▶ **Work request**
Please output the entries below exactly as they are.

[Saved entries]

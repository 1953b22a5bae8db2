//! Gamelist record types and providers

use crate::StoreError;
use serde::{Deserialize, Serialize};
use std::collections::HashMap;
use std::path::{Path, PathBuf};

/// Screen rotation requested by a game.
#[derive(Debug, Clone, Copy, Default, PartialEq, Eq, Hash, Serialize, Deserialize)]
#[serde(rename_all = "lowercase")]
pub enum Rotation {
    #[default]
    None,
    Left,
    Upside,
    Right,
}

impl Rotation {
    /// True for vertical (tate) orientations.
    pub fn is_tate(self) -> bool {
        matches!(self, Rotation::Left | Rotation::Right)
    }
}

/// One persisted metadata record, keyed by absolute rom path.
///
/// Mirrors what the external gamelist store keeps per game. The catalog
/// writes back only records whose in-memory metadata carries the dirty bit.
#[derive(Debug, Clone, Serialize, Deserialize)]
pub struct GameRecord {
    pub path: PathBuf,

    #[serde(default)]
    pub name: Option<String>,

    #[serde(default)]
    pub description: Option<String>,

    #[serde(default)]
    pub rating: Option<f32>,

    #[serde(default)]
    pub favorite: bool,

    #[serde(default)]
    pub hidden: bool,

    #[serde(default)]
    pub adult: bool,

    #[serde(default)]
    pub play_count: u32,

    /// Unix epoch of the last session, 0 when never played.
    #[serde(default)]
    pub last_played: u64,

    #[serde(default)]
    pub rotation: Rotation,

    #[serde(default)]
    pub genre_id: Option<u32>,

    #[serde(default)]
    pub players_min: Option<u32>,

    #[serde(default)]
    pub players_max: Option<u32>,

    #[serde(default)]
    pub developer: Option<String>,

    #[serde(default)]
    pub publisher: Option<String>,

    #[serde(default)]
    pub release_date: Option<String>,

    /// Emulator override for this one game.
    #[serde(default)]
    pub emulator: Option<String>,

    /// Core override for this one game.
    #[serde(default)]
    pub core: Option<String>,

    /// Display ratio override ("4/3", "16/9", ...).
    #[serde(default)]
    pub ratio: Option<String>,

    #[serde(default = "default_true")]
    pub latest_version: bool,

    /// CRC32 of the rom image, as scraped.
    #[serde(default)]
    pub rom_crc32: Option<String>,
}

fn default_true() -> bool {
    true
}

impl GameRecord {
    pub fn new(path: impl Into<PathBuf>) -> Self {
        Self {
            path: path.into(),
            name: None,
            description: None,
            rating: None,
            favorite: false,
            hidden: false,
            adult: false,
            play_count: 0,
            last_played: 0,
            rotation: Rotation::None,
            genre_id: None,
            players_min: None,
            players_max: None,
            developer: None,
            publisher: None,
            release_date: None,
            emulator: None,
            core: None,
            ratio: None,
            latest_version: true,
            rom_crc32: None,
        }
    }
}

/// External gamelist store, one record set per rom root.
pub trait GamelistProvider {
    /// Records persisted for games under the given rom root.
    fn records_for(&self, rom_root: &Path) -> Result<Vec<GameRecord>, StoreError>;

    /// Write back records for games under the given rom root, replacing any
    /// previous record with the same path.
    fn write_back(&mut self, rom_root: &Path, records: &[GameRecord]) -> Result<(), StoreError>;
}

/// In-memory provider, used by tests and by frontends that keep their own
/// persistence.
#[derive(Debug, Default)]
pub struct MemoryGamelist {
    roots: HashMap<PathBuf, Vec<GameRecord>>,
}

impl MemoryGamelist {
    pub fn new() -> Self {
        Self::default()
    }

    /// Seed one record under a rom root.
    pub fn insert(&mut self, rom_root: impl Into<PathBuf>, record: GameRecord) {
        self.roots.entry(rom_root.into()).or_default().push(record);
    }

    pub fn record_count(&self) -> usize {
        self.roots.values().map(Vec::len).sum()
    }
}

impl GamelistProvider for MemoryGamelist {
    fn records_for(&self, rom_root: &Path) -> Result<Vec<GameRecord>, StoreError> {
        Ok(self.roots.get(rom_root).cloned().unwrap_or_default())
    }

    fn write_back(&mut self, rom_root: &Path, records: &[GameRecord]) -> Result<(), StoreError> {
        let stored = self.roots.entry(rom_root.to_path_buf()).or_default();
        for record in records {
            match stored.iter_mut().find(|r| r.path == record.path) {
                Some(existing) => *existing = record.clone(),
                None => stored.push(record.clone()),
            }
        }
        Ok(())
    }
}

/// File-backed provider keeping one `gamelist.json` per rom root.
#[derive(Debug, Default)]
pub struct JsonGamelist {
    file_name: String,
}

impl JsonGamelist {
    pub fn new() -> Self {
        Self {
            file_name: "gamelist.json".to_string(),
        }
    }

    fn file_for(&self, rom_root: &Path) -> PathBuf {
        rom_root.join(&self.file_name)
    }
}

impl GamelistProvider for JsonGamelist {
    fn records_for(&self, rom_root: &Path) -> Result<Vec<GameRecord>, StoreError> {
        let file = self.file_for(rom_root);
        if !file.exists() {
            return Ok(Vec::new());
        }
        let contents = std::fs::read_to_string(&file)?;
        let records: Vec<GameRecord> = serde_json::from_str(&contents)?;
        Ok(records)
    }

    fn write_back(&mut self, rom_root: &Path, records: &[GameRecord]) -> Result<(), StoreError> {
        let mut merged = self.records_for(rom_root)?;
        for record in records {
            match merged.iter_mut().find(|r| r.path == record.path) {
                Some(existing) => *existing = record.clone(),
                None => merged.push(record.clone()),
            }
        }

        let file = self.file_for(rom_root);
        if let Some(parent) = file.parent() {
            std::fs::create_dir_all(parent)?;
        }
        std::fs::write(&file, serde_json::to_string_pretty(&merged)?)?;
        tracing::debug!("Wrote {} records to {}", merged.len(), file.display());
        Ok(())
    }
}

#[cfg(test)]
mod tests {
    use super::*;

    #[test]
    fn test_memory_write_back_replaces_by_path() {
        let mut store = MemoryGamelist::new();
        let root = PathBuf::from("/roms/nes");

        let mut record = GameRecord::new("/roms/nes/mario.nes");
        record.name = Some("Mario".to_string());
        store.insert(&root, record.clone());

        record.favorite = true;
        store.write_back(&root, &[record]).unwrap();

        let records = store.records_for(&root).unwrap();
        assert_eq!(records.len(), 1);
        assert!(records[0].favorite);
    }

    #[test]
    fn test_json_round_trip() {
        let dir = tempfile::TempDir::new().unwrap();
        let mut store = JsonGamelist::new();

        let mut record = GameRecord::new(dir.path().join("zelda.sfc"));
        record.rating = Some(0.9);
        record.rotation = Rotation::Left;
        store.write_back(dir.path(), std::slice::from_ref(&record)).unwrap();

        let records = store.records_for(dir.path()).unwrap();
        assert_eq!(records.len(), 1);
        assert_eq!(records[0].rating, Some(0.9));
        assert!(records[0].rotation.is_tate());
        assert!(records[0].latest_version);
    }

    #[test]
    fn test_missing_gamelist_is_empty() {
        let dir = tempfile::TempDir::new().unwrap();
        let store = JsonGamelist::new();
        assert!(store.records_for(dir.path()).unwrap().is_empty());
    }
}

▶ **Result of the exercise**
repository 1953b22a5bae8db2
//! Gamelist record types and providers

use crate::StoreError;
use serde::{Deserialize, Serialize};
use std::collections::HashMap;
use std::path::{Path, PathBuf};

/// Screen rotation requested by a game.
#[derive(Debug, Clone, Copy, Default, PartialEq, Eq, Hash, Serialize, Deserialize)]
#[serde(rename_all = "lowercase")]
pub enum Rotation {
    #[default]
    None,
    Left,
    Upside,
    Right,
}

impl Rotation {
    /// True for vertical (tate) orientations.
    pub fn is_tate(self) -> bool {
        matches!(self, Rotation::Left | Rotation::Right)
    }
}

/// One persisted metadata record, keyed by absolute rom path.
///
/// Mirrors what the external gamelist store keeps per game. The catalog
/// writes back only records whose in-memory metadata carries the dirty bit.
#[derive(Debug, Clone, Serialize, Deserialize)]
pub struct GameRecord {
    pub path: PathBuf,

    #[serde(default)]
    pub name: Option<String>,

    #[serde(default)]
    pub description: Option<String>,

    #[serde(default)]
    pub rating: Option<f32>,

    #[serde(default)]
    pub favorite: bool,

    #[serde(default)]
    pub hidden: bool,

    #[serde(default)]
    pub adult: bool,

    #[serde(default)]
    pub play_count: u32,

    /// Unix epoch of the last session, 0 when never played.
    #[serde(default)]
    pub last_played: u64,

    #[serde(default)]
    pub rotation: Rotation,

    #[serde(default)]
    pub genre_id: Option<u32>,

    #[serde(default)]
    pub players_min: Option<u32>,

    #[serde(default)]
    pub players_max: Option<u32>,

    #[serde(default)]
    pub developer: Option<String>,

    #[serde(default)]
    pub publisher: Option<String>,

    #[serde(default)]
    pub release_date: Option<String>,

    /// Emulator override for this one game.
    #[serde(default)]
    pub emulator: Option<String>,

    /// Core override for this one game.
    #[serde(default)]
    pub core: Option<String>,

    /// Display ratio override ("4/3", "16/9", ...).
    #[serde(default)]
    pub ratio: Option<String>,

    #[serde(default = "default_true")]
    pub latest_version: bool,

    /// CRC32 of the rom image, as scraped.
    #[serde(default)]
    pub rom_crc32: Option<String>,
}

fn default_true() -> bool {
    true
}

impl GameRecord {
    pub fn new(path: impl Into<PathBuf>) -> Self {
        Self {
            path: path.into(),
            name: None,
            description: None,
            rating: None,
            favorite: false,
            hidden: false,
            adult: false,
            play_count: 0,
            last_played: 0,
            rotation: Rotation::None,
            genre_id: None,
            players_min: None,
            players_max: None,
            developer: None,
            publisher: None,
            release_date: None,
            emulator: None,
            core: None,
            ratio: None,
            latest_version: true,
            rom_crc32: None,
        }
    }
}

/// External gamelist store, one record set per rom root.
pub trait GamelistProvider {
    /// Records persisted for games under the given rom root.
    fn records_for(&self, rom_root: &Path) -> Result<Vec<GameRecord>, StoreError>;

    /// Write back records for games under the given rom root, replacing any
    /// previous record with the same path.
    fn write_back(&mut self, rom_root: &Path, records: &[GameRecord]) -> Result<(), StoreError>;
}

/// In-memory provider, used by tests and by frontends that keep their own
/// persistence.
#[derive(Debug, Default)]
pub struct MemoryGamelist {
    roots: HashMap<PathBuf, Vec<GameRecord>>,
}

impl MemoryGamelist {
    pub fn new() -> Self {
        Self::default()
    }

    /// Seed one record under a rom root.
    pub fn insert(&mut self, rom_root: impl Into<PathBuf>, record: GameRecord) {
        self.roots.entry(rom_root.into()).or_default().push(record);
    }

    pub fn record_count(&self) -> usize {
        self.roots.values().map(Vec::len).sum()
    }
}

impl GamelistProvider for MemoryGamelist {
    fn records_for(&self, rom_root: &Path) -> Result<Vec<GameRecord>, StoreError> {
        Ok(self.roots.get(rom_root).cloned().unwrap_or_default())
    }

    fn write_back(&mut self, rom_root: &Path, records: &[GameRecord]) -> Result<(), StoreError> {
        let stored = self.roots.entry(rom_root.to_path_buf()).or_default();
        for record in records {
            match stored.iter_mut().find(|r| r.path == record.path) {
                Some(existing) => *existing = record.clone(),
                None => stored.push(record.clone()),
            }
        }
        Ok(())
    }
}

/// File-backed provider keeping one `gamelist.json` per rom root.
#[derive(Debug, Default)]
pub struct JsonGamelist {
    file_name: String,
}

impl JsonGamelist {
    pub fn new() -> Self {
        Self {
            file_name: "gamelist.json".to_string(),
        }
    }

    fn file_for(&self, rom_root: &Path) -> PathBuf {
        rom_root.join(&self.file_name)
    }
}

impl GamelistProvider for JsonGamelist {
    fn records_for(&self, rom_root: &Path) -> Result<Vec<GameRecord>, StoreError> {
        let file = self.file_for(rom_root);
        if !file.exists() {
            return Ok(Vec::new());
        }
        let contents = std::fs::read_to_string(&file)?;
        let records: Vec<GameRecord> = serde_json::from_str(&contents)?;
        Ok(records)
    }

    fn write_back(&mut self, rom_root: &Path, records: &[GameRecord]) -> Result<(), StoreError> {
        let mut merged = self.records_for(rom_root)?;
        for record in records {
            match merged.iter_mut().find(|r| r.path == record.path) {
                Some(existing) => *existing = record.clone(),
                None => merged.push(record.clone()),
            }
        }

        let file = self.file_for(rom_root);
        if let Some(parent) = file.parent() {
            std::fs::create_dir_all(parent)?;
        }
        std::fs::write(&file, serde_json::to_string_pretty(&merged)?)?;
        tracing::debug!("Wrote {} records to {}", merged.len(), file.display());
        Ok(())
    }
}

#[cfg(test)]
mod tests {
    use super::*;

    #[test]
    fn test_memory_write_back_replaces_by_path() {
        let mut store = MemoryGamelist::new();
        let root = PathBuf::from("/roms/nes");

        let mut record = GameRecord::new("/roms/nes/mario.nes");
        record.name = Some("Mario".to_string());
        store.insert(&root, record.clone());

        record.favorite = true;
        store.write_back(&root, &[record]).unwrap();

        let records = store.records_for(&root).unwrap();
        assert_eq!(records.len(), 1);
        assert!(records[0].favorite);
    }

    #[test]
    fn test_json_round_trip() {
        let dir = tempfile::TempDir::new().unwrap();
        let mut store = JsonGamelist::new();

        let mut record = GameRecord::new(dir.path().join("zelda.sfc"));
        record.rating = Some(0.9);
        record.rotation = Rotation::Left;
        store.write_back(dir.path(), std::slice::from_ref(&record)).unwrap();

        let records = store.records_for(dir.path()).unwrap();
        assert_eq!(records.len(), 1);
        assert_eq!(records[0].rating, Some(0.9));
        assert!(records[0].rotation.is_tate());
        assert!(records[0].latest_version);
    }

    #[test]
    fn test_missing_gamelist_is_empty() {
        let dir = tempfile::TempDir::new().unwrap();
        let store = JsonGamelist::new();
        assert!(store.records_for(dir.path()).unwrap().is_empty());
    }
}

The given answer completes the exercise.